- WORK ITEM -
Your task is to copy each line of the material that includes "success".

- GIVEN ENTRIES -
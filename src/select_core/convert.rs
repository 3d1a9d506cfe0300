use crate::select_core::error::{Result, SelectError};
use std::path::{Path, PathBuf};
use std::process::Command;

/// Name of the ImageMagick binary looked up in PATH.
pub const CONVERT_BIN: &str = "convert";

/// Something that can write a converted copy of an image.
pub trait Converter {
    fn convert(&self, source: &Path, args: &[String], target: &Path) -> Result<()>;
}

/// ImageMagick `convert`, invoked as `convert <source> <args...> <target>`.
#[derive(Debug, Clone)]
pub struct ImageMagick {
    binary: PathBuf,
}

impl ImageMagick {
    /// Find the conversion binary and make sure it really is ImageMagick.
    ///
    /// With `explicit` set, only that path is considered; otherwise `convert`
    /// is looked up in PATH.
    pub fn locate(explicit: Option<&Path>) -> Result<Self> {
        let wanted = explicit.unwrap_or_else(|| Path::new(CONVERT_BIN));
        let binary = which::which(wanted).map_err(|_| {
            SelectError::Configuration(format!(
                "missing '{}' binary. Install ImageMagick and retry.",
                wanted.display()
            ))
        })?;

        if !is_imagemagick(&binary) {
            return Err(SelectError::Configuration(format!(
                "'{}' is not an ImageMagick convert binary",
                binary.display()
            )));
        }

        log::debug!("Using conversion binary {}", binary.display());
        Ok(ImageMagick { binary })
    }

    /// Use `binary` as is, without probing it.
    pub fn with_binary(binary: impl Into<PathBuf>) -> Self {
        ImageMagick {
            binary: binary.into(),
        }
    }

    pub fn binary(&self) -> &Path {
        &self.binary
    }
}

/// Check that `binary -version` runs and identifies itself as ImageMagick.
fn is_imagemagick(binary: &Path) -> bool {
    Command::new(binary)
        .arg("-version")
        .output()
        .map(|o| o.status.success() && String::from_utf8_lossy(&o.stdout).contains("ImageMagick"))
        .unwrap_or(false)
}

impl Converter for ImageMagick {
    fn convert(&self, source: &Path, args: &[String], target: &Path) -> Result<()> {
        let output = Command::new(&self.binary)
            .arg(source)
            .args(args)
            .arg(target)
            .output()
            .map_err(|e| SelectError::Conversion {
                path: source.to_path_buf(),
                reason: format!("failed to run {}: {}", self.binary.display(), e),
            })?;

        if !output.status.success() {
            let stderr = String::from_utf8_lossy(&output.stderr);
            return Err(SelectError::Conversion {
                path: source.to_path_buf(),
                reason: format!("{} ({})", output.status, stderr.trim()),
            });
        }

        if !target.is_file() {
            return Err(SelectError::Conversion {
                path: source.to_path_buf(),
                reason: format!("no output written to {}", target.display()),
            });
        }

        Ok(())
    }
}

/// Whether `name` looks like a JPEG file (`.jpg` / `.jpeg`, any case).
pub fn is_jpeg(name: &str) -> bool {
    Path::new(name)
        .extension()
        .and_then(|e| e.to_str())
        .map(|e| e.eq_ignore_ascii_case("jpg") || e.eq_ignore_ascii_case("jpeg"))
        .unwrap_or(false)
}
use crate::select_core::cli::ListFormat;
use crate::select_core::config::{Config, TransferOptions, Verbosity};
use crate::select_core::convert::Converter;
use crate::select_core::database::Database;
use crate::select_core::error::Result;
use crate::select_core::materialize::{MaterializeReport, Materializer};
use crate::select_core::prompt::Prompt;
use crate::select_core::record::{FileRecord, RecordListing};
use crate::select_core::selector::select;
use crate::select_core::sync::{check_sync_target, reconcile};
use std::io::Write;

/// Open the database, run the selection and close the database again.
pub fn select_records(config: &Config) -> Result<Vec<FileRecord>> {
    log::debug!("Reading {}", config.input.display());
    let db = Database::open(&config.input)?;
    select(&db, &config.selection)
}

/// Print the selection instead of transferring it.
pub fn list_records(records: &[FileRecord], format: ListFormat, out: &mut dyn Write) -> Result<()> {
    match format {
        ListFormat::Paths => {
            for record in records {
                writeln!(out, "{}", record.source_path().display())?;
            }
        }
        ListFormat::Json => {
            let listing: Vec<RecordListing> = records.iter().map(RecordListing::from).collect();
            serde_json::to_writer_pretty(&mut *out, &listing).map_err(std::io::Error::from)?;
            writeln!(out)?;
        }
    }
    Ok(())
}

/// Materialize the selection, then run the sync pass if requested.
pub fn transfer_records(
    records: &[FileRecord],
    opts: &TransferOptions,
    verbosity: Verbosity,
    converter: &dyn Converter,
    prompt: &mut dyn Prompt,
) -> Result<MaterializeReport> {
    if opts.sync {
        check_sync_target(records, opts)?;
    }

    log::info!(
        "{}{} {} images -> {}",
        if opts.dry_run { "[DRY RUN] " } else { "" },
        opts.mode,
        records.len(),
        opts.output.display()
    );

    let mut report = Materializer::new(opts, verbosity, converter, prompt).run(records);
    if opts.sync {
        report.removed = reconcile(opts, records, prompt);
    }
    Ok(report)
}

#[cfg(test)]
mod tests {
    use super::*;
    use crate::select_core::cli::TransferMode;
    use crate::select_core::config::Action;
    use crate::select_core::convert::ImageMagick;
    use crate::select_core::error::SelectError;
    use crate::select_core::selector::SelectionQuery;
    use crate::select_core::selector::tests::create_fixture_db;
    use assert_fs::TempDir;
    use assert_fs::prelude::*;

    struct Yes;

    impl Prompt for Yes {
        fn confirm(&mut self, _message: &str) -> Result<bool> {
            Ok(true)
        }
    }

    fn config(temp: &TempDir, selection: SelectionQuery) -> Config {
        let db = temp.child("digikam4.db");
        create_fixture_db(db.path(), temp.child("photos").path());
        Config {
            input: db.path().to_path_buf(),
            selection,
            action: Action::List(ListFormat::Paths),
            verbosity: Verbosity::Normal,
        }
    }

    #[test]
    fn test_select_records_from_fixture() {
        let temp = TempDir::new().unwrap();
        let config = config(
            &temp,
            SelectionQuery {
                tags: vec!["vacation".to_string()],
                min_rating: 3,
                ..Default::default()
            },
        );
        let records = select_records(&config).unwrap();
        let names: Vec<&str> = records.iter().map(|r| r.name.as_str()).collect();
        assert_eq!(names, vec!["beach.jpg", "sunset.JPG"]);
    }

    #[test]
    fn test_select_records_on_foreign_database_fails() {
        let temp = TempDir::new().unwrap();
        let db = temp.child("empty.db");
        rusqlite::Connection::open(db.path())
            .unwrap()
            .execute_batch("CREATE TABLE t (x INTEGER);")
            .unwrap();
        let config = Config {
            input: db.path().to_path_buf(),
            selection: SelectionQuery::default(),
            action: Action::List(ListFormat::Paths),
            verbosity: Verbosity::Normal,
        };
        assert!(matches!(
            select_records(&config),
            Err(SelectError::InvalidSchema { .. })
        ));
    }

    #[test]
    fn test_list_paths_and_json() {
        let records = vec![
            FileRecord::new("/a", "/b", "one.jpg"),
            FileRecord::new("/a", "/c", "two.jpg"),
        ];

        let mut out = Vec::new();
        list_records(&records, ListFormat::Paths, &mut out).unwrap();
        assert_eq!(String::from_utf8(out).unwrap(), "/a/b/one.jpg\n/a/c/two.jpg\n");

        let mut out = Vec::new();
        list_records(&records, ListFormat::Json, &mut out).unwrap();
        let json: serde_json::Value = serde_json::from_slice(&out).unwrap();
        assert_eq!(json.as_array().unwrap().len(), 2);
        assert_eq!(json[1]["name"], "two.jpg");
        assert_eq!(json[1]["source"], "/a/c/two.jpg");
    }

    #[test]
    fn test_sync_into_collection_fails_before_writing() {
        let temp = TempDir::new().unwrap();
        temp.child("photos/2017/Holiday/beach.jpg").write_str("beach").unwrap();
        temp.child("photos/2018/Work/meeting.png").write_str("meeting").unwrap();
        let records = vec![FileRecord::new(
            temp.child("photos").path(),
            "/2017/Holiday",
            "beach.jpg",
        )];
        let mut opts = TransferOptions::new(temp.child("photos").path(), TransferMode::Copy);
        opts.sync = true;
        opts.force = true;

        let result = transfer_records(
            &records,
            &opts,
            Verbosity::Normal,
            &ImageMagick::with_binary("convert"),
            &mut Yes,
        );

        assert!(matches!(result, Err(SelectError::Configuration(_))));
        temp.child("photos/2017/Holiday/beach.jpg").assert("beach");
        temp.child("photos/2018/Work/meeting.png").assert("meeting");
    }

    #[test]
    fn test_transfer_with_sync() {
        let temp = TempDir::new().unwrap();
        temp.child("photos/2017/Holiday/beach.jpg").write_str("beach").unwrap();
        temp.child("out/2017/Holiday/old.jpg").write_str("old").unwrap();
        let records = vec![FileRecord::new(
            temp.child("photos").path(),
            "/2017/Holiday",
            "beach.jpg",
        )];
        let mut opts = TransferOptions::new(temp.child("out").path(), TransferMode::Copy);
        opts.sync = true;

        let report = transfer_records(
            &records,
            &opts,
            Verbosity::Normal,
            &ImageMagick::with_binary("convert"),
            &mut Yes,
        )
        .unwrap();

        assert_eq!(report.materialized, 1);
        assert_eq!(report.removed, 1);
        temp.child("out/2017/Holiday/beach.jpg").assert("beach");
        temp.child("out/2017/Holiday/old.jpg")
            .assert(predicates::path::missing());
    }
}
use crate::select_core::cli::{Cli, ListFormat, TransferMode};
use crate::select_core::convert::ImageMagick;
use crate::select_core::error::{Result, SelectError};
use crate::select_core::selector::SelectionQuery;
use simplelog::LevelFilter;
use std::fs;
use std::path::{Path, PathBuf};

/// How much the run reports while working.
#[derive(Debug, Clone, Copy, PartialEq, Eq, PartialOrd, Ord)]
pub enum Verbosity {
    /// Progress bar and errors only
    Quiet,
    /// One line per skipped or failed file
    Normal,
    /// One line per file
    Verbose,
    /// Everything, including the raw records
    Debug,
}

impl Verbosity {
    pub fn from_flags(quiet: bool, verbose: u8) -> Self {
        match (quiet, verbose) {
            (true, _) => Verbosity::Quiet,
            (false, 0) => Verbosity::Normal,
            (false, 1) => Verbosity::Verbose,
            (false, _) => Verbosity::Debug,
        }
    }

    /// Terminal log level matching this verbosity.
    pub fn level_filter(self) -> LevelFilter {
        match self {
            Verbosity::Quiet => LevelFilter::Error,
            Verbosity::Normal => LevelFilter::Info,
            Verbosity::Verbose => LevelFilter::Debug,
            Verbosity::Debug => LevelFilter::Trace,
        }
    }
}

/// Options controlling how selected files are written to the output directory.
#[derive(Debug, Clone)]
pub struct TransferOptions {
    pub output: PathBuf,
    pub mode: TransferMode,
    /// Recreate the album folder structure below `output`
    pub albums: bool,
    pub force: bool,
    pub sync: bool,
    pub dry_run: bool,
    pub interactive: bool,
    /// Arguments passed to the conversion binary between source and target
    pub convert_args: Vec<String>,
    /// Resolved conversion binary, present iff `mode` is `Convert`
    pub convert_bin: Option<PathBuf>,
}

impl TransferOptions {
    /// Options for a plain copy into `output` with album folders, no flags set.
    pub fn new(output: impl Into<PathBuf>, mode: TransferMode) -> Self {
        TransferOptions {
            output: output.into(),
            mode,
            albums: true,
            force: false,
            sync: false,
            dry_run: false,
            interactive: false,
            convert_args: Vec::new(),
            convert_bin: None,
        }
    }
}

/// What to do with the selection.
#[derive(Debug, Clone)]
pub enum Action {
    List(ListFormat),
    Transfer(TransferOptions),
}

/// Fully validated run configuration.
#[derive(Debug, Clone)]
pub struct Config {
    pub input: PathBuf,
    pub selection: SelectionQuery,
    pub action: Action,
    pub verbosity: Verbosity,
}

impl Config {
    /// Resolve and validate the command line. Every problem that can be detected
    /// without touching the database is reported here, before any work starts.
    pub fn from_cli(cli: &Cli) -> Result<Self> {
        let input = validate_input(&cli.input)?;

        let selection = SelectionQuery {
            tags: cli
                .tags
                .iter()
                .filter(|t| !t.is_empty())
                .cloned()
                .collect(),
            min_rating: cli.min_rating,
            album: cli.album.clone().filter(|a| !a.is_empty()),
        };

        let mode = if cli.compress.is_some() {
            TransferMode::Convert
        } else {
            cli.mode
        };

        let convert_bin = if mode == TransferMode::Convert {
            Some(ImageMagick::locate(cli.convert_bin.as_deref())?.binary().to_path_buf())
        } else {
            None
        };

        let action = match (cli.list, &cli.output) {
            (Some(format), _) => Action::List(format),
            (None, Some(output)) => Action::Transfer(TransferOptions {
                output: validate_output(output)?,
                mode,
                albums: !cli.no_albums,
                force: cli.force,
                sync: cli.sync,
                dry_run: cli.dry_run,
                interactive: cli.interactive,
                convert_args: split_convert_args(cli.compress.as_deref()),
                convert_bin,
            }),
            (None, None) => {
                return Err(SelectError::Configuration(
                    "an output directory is required".to_string(),
                ));
            }
        };

        Ok(Config {
            input,
            selection,
            action,
            verbosity: Verbosity::from_flags(cli.quiet, cli.verbose),
        })
    }
}

fn validate_input(path: &Path) -> Result<PathBuf> {
    let path = fs::canonicalize(path).map_err(|_| {
        SelectError::Configuration(format!("input file '{}' is not accessible", path.display()))
    })?;
    if !path.is_file() || fs::File::open(&path).is_err() {
        return Err(SelectError::Configuration(format!(
            "input file '{}' is not accessible",
            path.display()
        )));
    }
    Ok(path)
}

fn validate_output(path: &Path) -> Result<PathBuf> {
    let not_writable = || {
        SelectError::Configuration(format!(
            "output directory '{}' is not writable",
            path.display()
        ))
    };
    let path = fs::canonicalize(path).map_err(|_| not_writable())?;
    if !path.is_dir() {
        return Err(not_writable());
    }
    // Permission bits don't tell whether this user may write; try it.
    tempfile::NamedTempFile::new_in(&path).map_err(|_| not_writable())?;
    Ok(path)
}

/// Split the `--compress` option string into separate arguments.
fn split_convert_args(opts: Option<&str>) -> Vec<String> {
    opts.map(|s| s.split_whitespace().map(str::to_string).collect())
        .unwrap_or_default()
}
use assert_cmd::Command;
use assert_fs::TempDir;
use assert_fs::fixture::ChildPath;
use assert_fs::prelude::*;
use rusqlite::Connection;

const DIGIKAM_SCHEMA: &str = include_str!("../fixtures/digikam_schema.sql");

/// A digiKam collection on disk: `photos/` with its database, and an empty `out/`.
pub struct Collection {
    pub db: ChildPath,
    pub photos: ChildPath,
    pub out: ChildPath,
}

/// Images (album, name, rating, tags):
///   /2017/Holiday beach.jpg  5 vacation,family
///   /2017/Holiday sunset.JPG 3 vacation
///   /2018/Work    meeting.png 1 work
///   /2018/Work    unrated.jpg -1
pub fn setup_collection(temp: &TempDir) -> Collection {
    let photos = temp.child("photos");
    photos.child("2017/Holiday/beach.jpg").write_str("beach").unwrap();
    photos.child("2017/Holiday/sunset.JPG").write_str("sunset").unwrap();
    photos.child("2018/Work/meeting.png").write_str("meeting").unwrap();
    photos.child("2018/Work/unrated.jpg").write_str("unrated").unwrap();

    let out = temp.child("out");
    out.create_dir_all().unwrap();

    let db = temp.child("digikam4.db");
    let conn = Connection::open(db.path()).unwrap();
    conn.execute_batch(DIGIKAM_SCHEMA).unwrap();
    conn.execute(
        "INSERT INTO AlbumRoots (id, label, specificPath) VALUES (1, 'Pictures', ?1)",
        [photos.path().to_string_lossy()],
    )
    .unwrap();
    conn.execute_batch(
        r#"
        INSERT INTO Albums (id, albumRoot, relativePath) VALUES (1, 1, '/2017/Holiday'), (2, 1, '/2018/Work');
        INSERT INTO Images (id, album, name) VALUES
            (1, 1, 'beach.jpg'), (2, 1, 'sunset.JPG'), (3, 2, 'meeting.png'), (4, 2, 'unrated.jpg');
        INSERT INTO ImageInformation (imageid, rating) VALUES (1, 5), (2, 3), (3, 1), (4, -1);
        INSERT INTO Tags (id, pid, name) VALUES (1, 0, 'vacation'), (2, 0, 'family'), (3, 0, 'work');
        INSERT INTO ImageTags (imageid, tagid) VALUES (1, 1), (1, 2), (2, 1), (3, 3);
        "#,
    )
    .unwrap();

    Collection { db, photos, out }
}

/// `digikam-select -i <db> -o <out>` ready for more arguments.
pub fn select_cmd(collection: &Collection) -> Command {
    let mut cmd = Command::cargo_bin("digikam-select").unwrap();
    cmd.arg("-i")
        .arg(collection.db.path())
        .arg("-o")
        .arg(collection.out.path());
    cmd
}
use crate::select_core::error::{Result, SelectError};
use rusqlite::{Connection, OpenFlags, params};
use std::path::Path;

/// Tables the selection query reads from.
pub const REQUIRED_TABLES: [&str; 6] = [
    "Images",
    "ImageTags",
    "ImageInformation",
    "Tags",
    "Albums",
    "AlbumRoots",
];

/// Read-only handle on a digiKam database.
pub struct Database {
    conn: Connection,
}

impl Database {
    /// Open the database at `path` read-only and check that it has the digiKam tables.
    pub fn open(path: &Path) -> Result<Self> {
        let conn = Connection::open_with_flags(
            path,
            OpenFlags::SQLITE_OPEN_READ_ONLY | OpenFlags::SQLITE_OPEN_NO_MUTEX,
        )?;
        let db = Database { conn };
        db.check_schema(path)?;
        Ok(db)
    }

    fn check_schema(&self, path: &Path) -> Result<()> {
        let mut stmt = self
            .conn
            .prepare("SELECT COUNT(*) FROM sqlite_master WHERE type = 'table' AND name = ?1")?;
        for table in REQUIRED_TABLES {
            let count: i64 = stmt.query_row(params![table], |row| row.get(0))?;
            if count == 0 {
                return Err(SelectError::InvalidSchema {
                    path: path.to_path_buf(),
                    table: table.to_string(),
                });
            }
        }
        Ok(())
    }

    pub fn connection_ref(&self) -> &Connection {
        &self.conn
    }
}
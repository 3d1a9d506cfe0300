use serde::Serialize;
use std::path::{Path, PathBuf};

/// One selected image, as found in the digiKam database.
#[derive(Debug, Clone, PartialEq, Eq, Serialize)]
pub struct FileRecord {
    /// Absolute path of the album root
    pub root: PathBuf,
    /// Album path below the root, e.g. `/2017/Holiday` (may be empty)
    #[serde(rename = "path")]
    pub relative_path: String,
    /// File name of the image
    pub name: String,
}

impl FileRecord {
    pub fn new(root: impl Into<PathBuf>, relative_path: impl Into<String>, name: impl Into<String>) -> Self {
        FileRecord {
            root: root.into(),
            relative_path: relative_path.into(),
            name: name.into(),
        }
    }

    /// Album path with digiKam's leading separators removed, safe to `join`.
    pub fn album_dir(&self) -> &Path {
        Path::new(self.relative_path.trim_start_matches(['/', '\\']))
    }

    /// Where the image lives: root/relative_path/name.
    pub fn source_path(&self) -> PathBuf {
        self.root.join(self.album_dir()).join(&self.name)
    }

    /// Where the image goes: output/relative_path/name, or output/name without albums.
    pub fn target_path(&self, output: &Path, albums: bool) -> PathBuf {
        if albums {
            output.join(self.album_dir()).join(&self.name)
        } else {
            output.join(&self.name)
        }
    }
}

/// JSON view of a record, including the resolved source path.
#[derive(Debug, Serialize)]
pub struct RecordListing<'a> {
    #[serde(flatten)]
    pub record: &'a FileRecord,
    pub source: PathBuf,
}

impl<'a> From<&'a FileRecord> for RecordListing<'a> {
    fn from(record: &'a FileRecord) -> Self {
        RecordListing {
            record,
            source: record.source_path(),
        }
    }
}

- EXERCISE RESULT -
        .map(|o| o.status.success() && String::from_utf8_lossy(&o.stdout).contains("ImageMagick"))
        if !output.status.success() {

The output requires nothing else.